4. Management of Obesity: multidisciplinary approach
- Lifestyle Modifications
- Dietary Changes: A structured, calorie-restricted diet with a focus on whole foods (fruits, vegetables, lean proteins, and whole grains) is essential. Reducing sugar, processed foods, and unhealthy fats is crucial.
- Physical Activity: Regular exercise, including aerobic activities (e.g., walking, cycling) and strength training, helps burn calories and improve metabolic health. Aim for at least 150 minutes of moderate exercise per week.
- Behavioural Therapy: Cognitive-behavioural interventions can help patients change unhealthy eating patterns, manage stress, and develop healthier habits.
2. Pharmacological Management
- Orlistat: A medication that reduces fat absorption in the gut. It may cause gastrointestinal side effects like diarrhoea or fat malabsorption.
- GLP-1 Agonists (e.g., Liraglutide): These drugs reduce appetite and promote weight loss in patients with obesity, often also used in type 2 diabetes management.
- Phentermine/Topiramate: A combination medication that suppresses appetite and increases satiety.
- Metformin: Commonly used in patients with type 2 diabetes or insulin resistance, helping to reduce weight and improve glucose control.
- Surgical Interventions
- Bariatric Surgery: Recommended for patients with a BMI ≥40, or ≥35 with comorbid conditions, who have not responded to conservative measures.
- Gastric Bypass: A procedure that reduces stomach size and alters the digestive process, limiting calorie absorption.
- Gastric Sleeve: Removal of part of the stomach to reduce its capacity and suppress appetite-regulating hormones.

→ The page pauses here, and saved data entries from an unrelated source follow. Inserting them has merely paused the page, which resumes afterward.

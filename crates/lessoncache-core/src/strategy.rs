//! Caching strategies.
//!
//! Each resource class is served by one strategy:
//!
//! | Class                        | Strategy                 |
//! |------------------------------|--------------------------|
//! | StaticAsset, LargeBinaryAsset| cache-first              |
//! | ContentResource              | stale-while-revalidate   |
//! | ApiCall, Default             | network-first            |
//! | Navigation                   | navigation-with-fallback |
//!
//! `StrategyEngine::handle` never fails: when a strategy runs out of options
//! the caller gets the offline document (HTML requests) or the synthetic
//! unavailable response.

use std::sync::Arc;
use std::time::Duration;

use chrono::{DateTime, Utc};
use serde::{Deserialize, Serialize};
use thiserror::Error;
use tracing::{debug, info, warn};

use crate::classify::{Classifier, ResourceClass};
use crate::error::FetchError;
use crate::fetch::{fetch_with_timeout, Fetcher};
use crate::http::{CacheKey, Request, Response};
use crate::state::ProxyState;
use crate::store::{CacheStore, CachedEntry};

#[derive(Debug, Clone, Copy, PartialEq, Eq)]
pub enum Strategy {
    CacheFirst,
    NetworkFirst,
    StaleWhileRevalidate,
    NavigationWithFallback,
}

impl Strategy {
    pub fn for_class(class: ResourceClass) -> Self {
        match class {
            ResourceClass::StaticAsset | ResourceClass::LargeBinaryAsset => Strategy::CacheFirst,
            ResourceClass::ContentResource => Strategy::StaleWhileRevalidate,
            ResourceClass::ApiCall | ResourceClass::Default => Strategy::NetworkFirst,
            ResourceClass::Navigation => Strategy::NavigationWithFallback,
        }
    }
}

impl std::fmt::Display for Strategy {
    fn fmt(&self, f: &mut std::fmt::Formatter<'_>) -> std::fmt::Result {
        match self {
            Strategy::CacheFirst => write!(f, "cache-first"),
            Strategy::NetworkFirst => write!(f, "network-first"),
            Strategy::StaleWhileRevalidate => write!(f, "stale-while-revalidate"),
            Strategy::NavigationWithFallback => write!(f, "navigation"),
        }
    }
}

/// Indicates where a served response came from.
#[derive(Debug, Clone, Copy, PartialEq, Eq)]
pub enum ResponseSource {
    Network,
    Cache,
    /// The registered offline document
    OfflineFallback,
    /// Synthetic unavailable response
    Unavailable,
}

impl std::fmt::Display for ResponseSource {
    fn fmt(&self, f: &mut std::fmt::Formatter<'_>) -> std::fmt::Result {
        match self {
            ResponseSource::Network => write!(f, "network"),
            ResponseSource::Cache => write!(f, "cache"),
            ResponseSource::OfflineFallback => write!(f, "offline-fallback"),
            ResponseSource::Unavailable => write!(f, "unavailable"),
        }
    }
}

/// A served response with metadata about its source.
#[derive(Debug, Clone)]
pub struct CacheResult {
    pub response: Response,
    pub source: ResponseSource,
    /// When the served entry was cached (if from cache)
    pub cached_at: Option<DateTime<Utc>>,
}

impl CacheResult {
    pub fn from_network(response: Response) -> Self {
        Self {
            response,
            source: ResponseSource::Network,
            cached_at: None,
        }
    }

    pub fn from_cache(entry: CachedEntry) -> Self {
        Self {
            response: entry.response,
            source: ResponseSource::Cache,
            cached_at: Some(entry.cached_at),
        }
    }

    pub fn offline_fallback(entry: CachedEntry) -> Self {
        Self {
            response: entry.response,
            source: ResponseSource::OfflineFallback,
            cached_at: Some(entry.cached_at),
        }
    }

    pub fn unavailable() -> Self {
        Self {
            response: Response::unavailable(),
            source: ResponseSource::Unavailable,
            cached_at: None,
        }
    }
}

/// Per-strategy network deadlines, in milliseconds.
#[derive(Debug, Clone, Copy, PartialEq, Eq, Serialize, Deserialize)]
#[serde(default)]
pub struct StrategyTimeouts {
    pub cache_first_ms: u64,
    pub network_first_ms: u64,
    pub revalidate_ms: u64,
    pub navigation_ms: u64,
}

impl Default for StrategyTimeouts {
    fn default() -> Self {
        Self {
            cache_first_ms: 30_000,
            network_first_ms: 10_000,
            revalidate_ms: 30_000,
            navigation_ms: 10_000,
        }
    }
}

impl StrategyTimeouts {
    pub fn deadline(&self, strategy: Strategy) -> Duration {
        let ms = match strategy {
            Strategy::CacheFirst => self.cache_first_ms,
            Strategy::NetworkFirst => self.network_first_ms,
            Strategy::StaleWhileRevalidate => self.revalidate_ms,
            Strategy::NavigationWithFallback => self.navigation_ms,
        };
        Duration::from_millis(ms)
    }
}

#[derive(Error, Debug)]
pub enum StrategyError {
    #[error(transparent)]
    Network(#[from] FetchError),

    #[error("No cached response or offline document available")]
    NoFallback,
}

/// Clone is cheap; clones share the store, fetcher and state.
#[derive(Clone)]
pub struct StrategyEngine {
    store: CacheStore,
    fetcher: Arc<dyn Fetcher>,
    classifier: Arc<Classifier>,
    timeouts: StrategyTimeouts,
    state: Arc<ProxyState>,
    offline_fallback: CacheKey,
}

impl StrategyEngine {
    pub fn new(
        store: CacheStore,
        fetcher: Arc<dyn Fetcher>,
        classifier: Classifier,
        timeouts: StrategyTimeouts,
        state: Arc<ProxyState>,
        offline_fallback: CacheKey,
    ) -> Self {
        Self {
            store,
            fetcher,
            classifier: Arc::new(classifier),
            timeouts,
            state,
            offline_fallback,
        }
    }

    pub fn store(&self) -> &CacheStore {
        &self.store
    }

    pub fn fetcher(&self) -> &Arc<dyn Fetcher> {
        &self.fetcher
    }

    pub fn classifier(&self) -> &Classifier {
        &self.classifier
    }

    /// Serve a GET request. Always produces a response.
    pub async fn handle(&self, request: &Request) -> CacheResult {
        let class = self.classifier.classify_request(request);
        let strategy = Strategy::for_class(class);
        debug!(url = %request.url, class = %class, strategy = %strategy, "Dispatching request");

        match self.execute(strategy, request).await {
            Ok(result) => result,
            Err(e) => {
                info!(url = %request.url, strategy = %strategy, error = %e, "Strategy exhausted");
                self.exhausted(request).await
            }
        }
    }

    pub async fn execute(
        &self,
        strategy: Strategy,
        request: &Request,
    ) -> Result<CacheResult, StrategyError> {
        match strategy {
            Strategy::CacheFirst => self.cache_first(request).await,
            Strategy::NetworkFirst => self.network_first(request).await,
            Strategy::StaleWhileRevalidate => self.stale_while_revalidate(request).await,
            Strategy::NavigationWithFallback => self.navigate(request).await,
        }
    }

    /// Serve from cache without touching the network; on a miss, fetch and
    /// cache a 2xx. Network failure propagates.
    pub async fn cache_first(&self, request: &Request) -> Result<CacheResult, StrategyError> {
        let key = CacheKey::get(&request.url);
        if let Some(entry) = self.store.lookup(&key).await {
            return Ok(CacheResult::from_cache(entry));
        }

        let response = self.fetch(Strategy::CacheFirst, request).await?;
        if response.is_success() {
            self.store.write(&key, &response).await;
        }
        Ok(CacheResult::from_network(response))
    }

    /// Prefer the network, writing 2xx responses through; fall back to the
    /// cached entry when the network fails.
    pub async fn network_first(&self, request: &Request) -> Result<CacheResult, StrategyError> {
        let key = CacheKey::get(&request.url);
        match self.fetch(Strategy::NetworkFirst, request).await {
            Ok(response) => {
                if response.is_success() {
                    self.store.write(&key, &response).await;
                }
                Ok(CacheResult::from_network(response))
            }
            Err(e) => {
                debug!(url = %request.url, error = %e, "Network failed, trying cache");
                match self.store.lookup(&key).await {
                    Some(entry) => Ok(CacheResult::from_cache(entry)),
                    None => Err(e.into()),
                }
            }
        }
    }

    /// Serve the cached entry at once and refresh it in the background. With
    /// nothing cached, wait for the network.
    pub async fn stale_while_revalidate(
        &self,
        request: &Request,
    ) -> Result<CacheResult, StrategyError> {
        let key = CacheKey::get(&request.url);
        if let Some(entry) = self.store.lookup(&key).await {
            let engine = self.clone();
            let request = request.clone();
            let label = key.to_string();
            self.state
                .tasks()
                .spawn("revalidate", label, async move { engine.revalidate(&request, &key).await });
            return Ok(CacheResult::from_cache(entry));
        }

        let response = self.fetch(Strategy::StaleWhileRevalidate, request).await?;
        if response.is_success() {
            self.store.write(&key, &response).await;
        }
        Ok(CacheResult::from_network(response))
    }

    async fn revalidate(&self, request: &Request, key: &CacheKey) -> Result<(), StrategyError> {
        let response = self.fetch(Strategy::StaleWhileRevalidate, request).await?;
        if response.is_success() {
            self.store.write(key, &response).await;
        } else {
            debug!(key = %key, status = response.status, "Revalidation got non-success, keeping entry");
        }
        Ok(())
    }

    /// Return whatever the network answers, any status. Only a network
    /// failure falls back: first to this URL's entry, then to the offline
    /// document.
    pub async fn navigate(&self, request: &Request) -> Result<CacheResult, StrategyError> {
        match self.fetch(Strategy::NavigationWithFallback, request).await {
            Ok(response) => Ok(CacheResult::from_network(response)),
            Err(e) => {
                debug!(url = %request.url, error = %e, "Navigation failed, trying cache");
                let key = CacheKey::get(&request.url);
                if let Some(entry) = self.store.lookup(&key).await {
                    return Ok(CacheResult::from_cache(entry));
                }
                self.offline_document()
                    .await
                    .ok_or(StrategyError::NoFallback)
            }
        }
    }

    /// Fetch one URL into the cache unless it is already there.
    /// Returns whether a new entry was written.
    pub async fn prewarm(&self, request: &Request) -> Result<bool, StrategyError> {
        let key = CacheKey::get(&request.url);
        if self.store.lookup(&key).await.is_some() {
            debug!(key = %key, "Already cached, skipping prewarm");
            return Ok(false);
        }

        let response = self.fetch(Strategy::CacheFirst, request).await?;
        if !response.is_success() {
            warn!(key = %key, status = response.status, "Prewarm got non-success, not caching");
            return Ok(false);
        }
        Ok(self.store.write(&key, &response).await)
    }

    /// Last resort once every strategy option is gone.
    pub async fn exhausted(&self, request: &Request) -> CacheResult {
        if request.accepts_html() {
            if let Some(result) = self.offline_document().await {
                return result;
            }
            warn!(key = %self.offline_fallback, "Offline document missing from cache");
        }
        CacheResult::unavailable()
    }

    async fn offline_document(&self) -> Option<CacheResult> {
        self.store
            .lookup(&self.offline_fallback)
            .await
            .map(CacheResult::offline_fallback)
    }

    async fn fetch(&self, strategy: Strategy, request: &Request) -> Result<Response, FetchError> {
        fetch_with_timeout(
            self.fetcher.as_ref(),
            request,
            self.timeouts.deadline(strategy),
        )
        .await
    }
}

- Adjustable Gastric Banding: A less invasive procedure that uses a band to limit food intake.
- Post-Surgical Management: Requires long-term follow-up to ensure nutritional adequacy, manage complications, and monitor for weight regain.
- Psychological and Social Support
- Counselling: Psychological support can help address emotional eating, self-esteem issues, and depression that often accompany obesity.
- Support Groups: Joining weight-loss support groups can provide motivation and a sense of community for individuals undergoing lifestyle changes.